First Genetic Links to ADHD Discovered
A groundbreaking new study is the first to discover genome-wide risk factors associated with Attention Deficit and Hyperactivity Disorder (ADHD). The advance paves the way to a greater understanding of the cause of the disorder, and its links to other co-occurring mental health and medical conditions, including depression.
More than 100 scientists on five continents contributed data and ideas to the study, led by Danish and American researchers and published Nov. 27 in Nature Genetics. Contributors included three ADHD researchers from the University of Toronto, who shared genetic samples from 350 Canadian families.
“These are pivotal findings for ADHD and a testament to the power of international collaboration” says Jennifer Crosbie, an Assistant Professor in the Department of Psychiatry and a Clinician Scientist at The Hospital for Sick Children (SickKids). “By understanding the underlying genetics of ADHD, we can start to unpack the underlying neurobiology of this disorder. In time, with greater understanding of the genetic risks underlying the disorder, we can start to think about how to improve and personalize treatments, and how current treatments might affect other, related disorders.”

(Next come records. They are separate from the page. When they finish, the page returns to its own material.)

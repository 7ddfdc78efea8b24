//! Summary panel: case overview and the "View Timeline" shortcut

use iced::widget::{button, column, text, Column, Space};
use iced::Padding;

use crate::Message;

const OVERVIEW: &str = "This case file collects the public record in one place: a dated \
timeline of events, notable quotes, and a form for sending tips. \
Everything you add is stored on this device only.";

pub fn view() -> Column<'static, Message> {
    column![
        text("Summary").size(20),
        Space::new().height(8),
        text(OVERVIEW).size(13),
        Space::new().height(16),
        button(text("View Timeline").size(12))
            .on_press(Message::ShowTimeline)
            .padding(Padding::from([6, 14]))
            .style(button::primary),
    ]
}
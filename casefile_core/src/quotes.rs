//! Quote list: user-added quotations rendered as a paragraph plus attribution.

use chrono::{DateTime, Local};

use crate::dates::DateStyle;
use crate::list_editor::{ListEditor, ListKind};
use crate::store::QUOTES_KEY;

/// Attribution appended to every quote added through the editor
pub const USER_ATTRIBUTION: &str = "— User added";

#[derive(Debug, Clone, Copy, PartialEq, Eq)]
pub struct QuoteKind;

impl ListKind for QuoteKind {
    const STORAGE_KEY: &'static str = QUOTES_KEY;
    const NAME: &'static str = "quotes";
    const PROMPT: &'static str = "Enter a short quote (25 words max):";

    fn wrap(escaped: &str, _now: &DateTime<Local>, _dates: &DateStyle) -> String {
        format!("<p>\"{}\"</p><footer>{}</footer>", escaped, USER_ATTRIBUTION)
    }
}

pub type QuoteList = ListEditor<QuoteKind>;

#[cfg(test)]
mod tests {
    use super::*;
    use crate::list_editor::RestoreOutcome;
    use crate::store::{KeyValueStore, MemoryStore};

    #[test]
    fn test_quote_markup_and_display() {
        let mut store = MemoryStore::new();
        let mut quotes = QuoteList::default();
        quotes.append(&mut store, Some("It's <fine>")).unwrap();

        assert_eq!(
            quotes.entries()[0],
            "<p>\"It&#39;s &lt;fine&gt;\"</p><footer>— User added</footer>"
        );
        assert_eq!(quotes.display(), vec!["\"It's <fine>\"\n— User added"]);
    }

    #[test]
    fn test_persist_restore_roundtrip() {
        let mut store = MemoryStore::new();
        let mut quotes = QuoteList::default();
        quotes.append(&mut store, Some("one")).unwrap();
        quotes.append(&mut store, Some("two")).unwrap();

        let mut reloaded = QuoteList::default();
        assert_eq!(reloaded.restore(&store).unwrap(), RestoreOutcome::Restored { count: 2 });
        assert_eq!(reloaded.entries(), quotes.entries());
        assert!(store.get(QUOTES_KEY).unwrap().unwrap().starts_with("[\"<p>"));
    }

    #[test]
    fn test_invalid_json_leaves_list_empty() {
        let store = MemoryStore::with_entries([(QUOTES_KEY, "{not json")]);
        let mut quotes = QuoteList::default();
        assert_eq!(quotes.restore(&store).unwrap(), RestoreOutcome::Corrupt);
        assert!(quotes.is_empty());
    }
}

The study found 12 genetic risk factors associated with ADHD – the first of many, researchers predict.
“This is really the tip of the iceberg – the start of a much larger journey,” says Christie Burton, a Research Associate at SickKids, who helped write the paper along with Russell Schachar, a U of T Professor of Psychiatry. “There isn’t just one ADHD gene -- many genes and genetic variants will be involved. Each one probably contributes just a little risk. It’s a combination that pushes people over the threshold to an ADHD diagnosis.”

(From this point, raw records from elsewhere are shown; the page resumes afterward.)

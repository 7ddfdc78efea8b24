//! Toolbar component
//!
//! Title row plus one button per panel; the active panel's button is highlighted.

use iced::widget::{button, row, text, Row, Space};
use iced::{Alignment, Element, Length, Padding};

use casefile_core::navigation::Navigator;

use crate::Message;

/// Render the application header
pub fn view_header() -> Element<'static, Message> {
    row![
        text("Case File").size(28),
        Space::new().width(Length::Fill),
        text("Stored locally on this device").size(12).color([0.5, 0.5, 0.5]),
    ]
    .align_y(Alignment::Center)
    .into()
}

/// Render the navigation buttons
pub fn view_nav(navigator: &Navigator) -> Element<'_, Message> {
    let mut buttons: Row<'_, Message> = row![].spacing(4);

    for panel in navigator.panels() {
        buttons = buttons.push(
            button(text(panel.label.as_str()).size(12))
                .on_press(Message::Navigate(panel.id.clone()))
                .padding(Padding::from([4, 10]))
                .style(if panel.active { button::primary } else { button::secondary }),
        );
    }

    buttons
        .padding(Padding::from([4, 0]))
        .align_y(Alignment::Center)
        .into()
}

Scientists have long known that ADHD tends to occur alongside other mental health disorders and health problems such as depression and smoking, but they haven’t understood what caused the link. “But these results show there may be some genetic link underlying both,” says Crosbie.

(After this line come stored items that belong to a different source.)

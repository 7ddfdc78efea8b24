//! # casefile_core - Case File Site Engine
//!
//! `casefile_core` holds everything the Case File site does, independent of
//! how it is displayed: panel navigation, the timeline and quote editors, the
//! tip form, and their persistence in a key-value store. The GUI and the CLI
//! are thin shells over [`app::CaseFile`].
//!
//! ## Design Philosophy
//!
//! - **Injected storage**: all state goes through [`store::KeyValueStore`], so
//!   tests run against [`store::MemoryStore`]
//! - **Full snapshots**: every mutation rewrites its whole key
//! - **Pure rendering**: stored fragments turn into display text via [`render`]
//!
//! ## Quick Start
//!
//! ```rust
//! use casefile_core::store::MemoryStore;
//! use casefile_core::timeline::Timeline;
//!
//! let mut store = MemoryStore::new();
//! let mut timeline = Timeline::default();
//! timeline.append(&mut store, Some("Witness interviewed")).unwrap();
//!
//! let mut reloaded = Timeline::default();
//! reloaded.restore(&store).unwrap();
//! assert_eq!(reloaded.entries(), timeline.entries());
//! ```
//!
//! ## Modules
//!
//! - [`app`] - Site state and the actions front ends dispatch
//! - [`navigation`] - Panel switching
//! - [`list_editor`] - Append/persist/restore list shared by timeline and quotes
//! - [`timeline`] - Dated events and the `timeline.json` export
//! - [`quotes`] - Quote list
//! - [`tips`] - Tip form and stored tip records
//! - [`escape`] / [`render`] - Markup escaping and display text
//! - [`store`] - Key-value store trait and in-memory store
//! - [`file_io`] - File-backed store with atomic saves and locking (native)
//! - [`config`] - Settings file (native)
//! - [`errors`] - Structured error types

pub mod app;
pub mod dates;
pub mod errors;
pub mod escape;
pub mod list_editor;
pub mod navigation;
pub mod quotes;
pub mod render;
pub mod store;
pub mod timeline;
pub mod tips;

#[cfg(not(target_arch = "wasm32"))]
pub mod config;
#[cfg(not(target_arch = "wasm32"))]
pub mod file_io;

// Re-export commonly used types at crate root for convenience
pub use app::{Action, CaseFile, Effect};
pub use errors::{CaseError, CaseResult};
pub use store::{KeyValueStore, MemoryStore};

#[cfg(not(target_arch = "wasm32"))]
pub use file_io::FileStore;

Parents or patients may find it stressful to learn of a genetic link between ADHD and other mental health conditions. But the researchers say the discovery only helps to identify links that were already observed.
“It’s only going to help us,” says Crosbie. “We’ve taken a step closer to understanding how mental health disorders may overlap at a genetic level, which can lead to better assessment, monitoring and targeted treatment down the line.”
And genetics are only one piece of the disease puzzle, adds Burton: “There’s lots you can do to intervene. Genes are important but there are many factors that you can act upon to improve mental and physical health.”
Beyond identifying more genetic links to ADHD, Crosbie says the next step is to study how environmental factors interact with genetic risk factors to increase or decrease the risk of developing ADHD.